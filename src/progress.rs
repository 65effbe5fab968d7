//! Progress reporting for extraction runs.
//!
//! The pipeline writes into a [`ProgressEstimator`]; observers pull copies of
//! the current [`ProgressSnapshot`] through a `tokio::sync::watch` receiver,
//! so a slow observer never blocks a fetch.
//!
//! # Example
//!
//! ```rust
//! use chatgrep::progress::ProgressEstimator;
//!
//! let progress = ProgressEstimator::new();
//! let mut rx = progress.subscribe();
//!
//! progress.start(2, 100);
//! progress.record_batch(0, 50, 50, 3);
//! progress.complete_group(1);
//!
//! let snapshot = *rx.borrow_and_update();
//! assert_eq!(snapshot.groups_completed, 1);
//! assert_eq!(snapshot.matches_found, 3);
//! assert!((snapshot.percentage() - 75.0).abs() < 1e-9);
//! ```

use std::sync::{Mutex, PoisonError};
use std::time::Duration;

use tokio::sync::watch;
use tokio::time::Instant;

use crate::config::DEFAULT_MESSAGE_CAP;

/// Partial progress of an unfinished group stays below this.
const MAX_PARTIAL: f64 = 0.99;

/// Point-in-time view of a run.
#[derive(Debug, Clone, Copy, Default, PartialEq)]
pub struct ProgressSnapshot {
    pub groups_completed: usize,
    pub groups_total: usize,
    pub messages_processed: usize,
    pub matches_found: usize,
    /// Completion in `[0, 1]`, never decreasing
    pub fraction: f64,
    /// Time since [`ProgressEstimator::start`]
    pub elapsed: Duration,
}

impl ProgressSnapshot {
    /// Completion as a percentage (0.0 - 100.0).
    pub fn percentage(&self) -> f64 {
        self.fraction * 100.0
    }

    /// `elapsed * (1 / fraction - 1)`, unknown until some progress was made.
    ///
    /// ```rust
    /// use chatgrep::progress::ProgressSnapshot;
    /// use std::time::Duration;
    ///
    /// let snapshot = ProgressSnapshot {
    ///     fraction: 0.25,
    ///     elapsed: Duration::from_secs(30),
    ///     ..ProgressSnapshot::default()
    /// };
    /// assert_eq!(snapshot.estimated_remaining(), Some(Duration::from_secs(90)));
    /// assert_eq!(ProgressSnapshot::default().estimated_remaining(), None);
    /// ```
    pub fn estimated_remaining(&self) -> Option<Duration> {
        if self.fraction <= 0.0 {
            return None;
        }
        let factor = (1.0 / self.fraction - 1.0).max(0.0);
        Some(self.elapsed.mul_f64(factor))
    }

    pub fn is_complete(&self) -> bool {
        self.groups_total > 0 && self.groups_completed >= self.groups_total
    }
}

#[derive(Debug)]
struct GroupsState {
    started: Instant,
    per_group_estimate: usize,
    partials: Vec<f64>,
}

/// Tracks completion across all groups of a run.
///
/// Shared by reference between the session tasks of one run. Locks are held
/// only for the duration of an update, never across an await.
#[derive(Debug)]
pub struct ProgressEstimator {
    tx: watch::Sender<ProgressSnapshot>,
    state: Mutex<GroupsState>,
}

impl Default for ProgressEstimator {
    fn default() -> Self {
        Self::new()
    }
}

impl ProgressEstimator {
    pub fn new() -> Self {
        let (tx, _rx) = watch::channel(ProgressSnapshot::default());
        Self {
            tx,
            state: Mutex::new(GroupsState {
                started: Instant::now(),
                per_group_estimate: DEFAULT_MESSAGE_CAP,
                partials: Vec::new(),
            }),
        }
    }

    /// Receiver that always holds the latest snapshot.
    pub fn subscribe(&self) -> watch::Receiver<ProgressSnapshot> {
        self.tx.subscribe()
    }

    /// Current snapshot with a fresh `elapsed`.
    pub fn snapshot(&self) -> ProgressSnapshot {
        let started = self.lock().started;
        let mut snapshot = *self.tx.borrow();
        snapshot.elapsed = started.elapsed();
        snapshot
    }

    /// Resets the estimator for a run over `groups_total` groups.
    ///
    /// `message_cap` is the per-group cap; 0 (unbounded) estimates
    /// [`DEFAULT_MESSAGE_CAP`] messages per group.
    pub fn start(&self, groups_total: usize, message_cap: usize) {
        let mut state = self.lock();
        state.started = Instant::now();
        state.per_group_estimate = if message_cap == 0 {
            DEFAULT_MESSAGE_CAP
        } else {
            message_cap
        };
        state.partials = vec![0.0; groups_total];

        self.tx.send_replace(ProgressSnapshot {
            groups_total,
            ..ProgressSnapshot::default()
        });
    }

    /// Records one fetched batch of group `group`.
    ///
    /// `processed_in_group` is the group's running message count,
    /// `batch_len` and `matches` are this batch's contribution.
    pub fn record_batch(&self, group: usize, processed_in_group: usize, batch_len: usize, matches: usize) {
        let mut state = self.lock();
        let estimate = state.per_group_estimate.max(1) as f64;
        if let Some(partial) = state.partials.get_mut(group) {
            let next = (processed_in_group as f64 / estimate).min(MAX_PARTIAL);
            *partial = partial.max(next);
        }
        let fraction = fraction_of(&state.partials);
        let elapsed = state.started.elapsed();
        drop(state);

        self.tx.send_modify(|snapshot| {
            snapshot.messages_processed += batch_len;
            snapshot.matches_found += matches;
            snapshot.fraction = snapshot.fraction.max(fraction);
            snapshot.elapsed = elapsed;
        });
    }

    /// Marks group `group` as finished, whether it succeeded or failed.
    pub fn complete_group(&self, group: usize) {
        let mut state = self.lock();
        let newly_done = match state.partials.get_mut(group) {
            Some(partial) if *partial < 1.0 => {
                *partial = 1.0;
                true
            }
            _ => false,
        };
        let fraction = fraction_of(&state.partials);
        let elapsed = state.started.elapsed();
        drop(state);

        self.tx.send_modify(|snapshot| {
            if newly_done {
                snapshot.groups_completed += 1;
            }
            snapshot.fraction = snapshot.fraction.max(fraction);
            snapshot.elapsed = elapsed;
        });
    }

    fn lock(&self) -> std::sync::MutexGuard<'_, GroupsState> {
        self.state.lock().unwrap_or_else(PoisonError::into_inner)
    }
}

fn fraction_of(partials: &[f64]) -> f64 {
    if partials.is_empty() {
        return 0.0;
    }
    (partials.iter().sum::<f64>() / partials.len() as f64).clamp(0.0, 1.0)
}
━━━━
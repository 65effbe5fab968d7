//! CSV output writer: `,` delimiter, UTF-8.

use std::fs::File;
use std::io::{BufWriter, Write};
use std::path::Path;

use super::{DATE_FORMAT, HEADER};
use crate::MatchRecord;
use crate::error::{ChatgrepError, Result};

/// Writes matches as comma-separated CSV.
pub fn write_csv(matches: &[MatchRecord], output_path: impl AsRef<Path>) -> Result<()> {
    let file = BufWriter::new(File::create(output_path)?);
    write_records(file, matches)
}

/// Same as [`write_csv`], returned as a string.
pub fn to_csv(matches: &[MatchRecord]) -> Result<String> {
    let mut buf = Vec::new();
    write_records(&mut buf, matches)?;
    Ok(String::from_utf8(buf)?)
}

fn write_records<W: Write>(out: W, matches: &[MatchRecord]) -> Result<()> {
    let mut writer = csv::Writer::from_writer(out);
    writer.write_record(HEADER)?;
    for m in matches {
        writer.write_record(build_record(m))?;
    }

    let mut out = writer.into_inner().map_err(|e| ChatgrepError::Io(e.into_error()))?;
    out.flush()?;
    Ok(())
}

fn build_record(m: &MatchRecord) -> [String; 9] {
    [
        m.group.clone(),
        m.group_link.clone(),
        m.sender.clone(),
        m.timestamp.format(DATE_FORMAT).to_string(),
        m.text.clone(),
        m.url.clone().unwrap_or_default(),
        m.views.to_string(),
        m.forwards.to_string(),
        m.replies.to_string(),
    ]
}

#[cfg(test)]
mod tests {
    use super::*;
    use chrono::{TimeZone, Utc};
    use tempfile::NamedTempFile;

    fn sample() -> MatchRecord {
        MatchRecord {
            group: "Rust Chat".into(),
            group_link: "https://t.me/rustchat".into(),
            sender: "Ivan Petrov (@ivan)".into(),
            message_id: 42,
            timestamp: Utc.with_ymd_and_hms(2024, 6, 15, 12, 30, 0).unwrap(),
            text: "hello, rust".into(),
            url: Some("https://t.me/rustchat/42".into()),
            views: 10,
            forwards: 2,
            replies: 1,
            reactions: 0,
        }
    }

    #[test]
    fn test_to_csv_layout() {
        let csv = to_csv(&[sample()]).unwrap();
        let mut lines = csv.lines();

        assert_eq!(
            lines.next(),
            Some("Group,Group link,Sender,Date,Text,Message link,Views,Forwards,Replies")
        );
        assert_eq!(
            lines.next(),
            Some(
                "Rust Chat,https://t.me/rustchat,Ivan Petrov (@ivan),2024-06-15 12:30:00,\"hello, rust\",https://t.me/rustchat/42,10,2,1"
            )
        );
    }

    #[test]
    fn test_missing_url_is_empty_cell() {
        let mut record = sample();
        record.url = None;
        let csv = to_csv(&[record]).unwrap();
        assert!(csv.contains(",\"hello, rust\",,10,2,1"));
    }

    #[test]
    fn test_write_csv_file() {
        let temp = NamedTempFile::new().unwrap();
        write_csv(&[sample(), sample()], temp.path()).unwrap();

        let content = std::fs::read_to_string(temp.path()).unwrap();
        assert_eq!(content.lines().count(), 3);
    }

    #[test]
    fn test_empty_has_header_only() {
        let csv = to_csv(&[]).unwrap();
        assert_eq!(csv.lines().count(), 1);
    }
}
━━━━
Copy each line above where the string "tokio" occurs.

//! the current [`ProgressSnapshot`] through a `tokio::sync::watch` receiver,
use tokio::sync::watch;
use tokio::time::Instant;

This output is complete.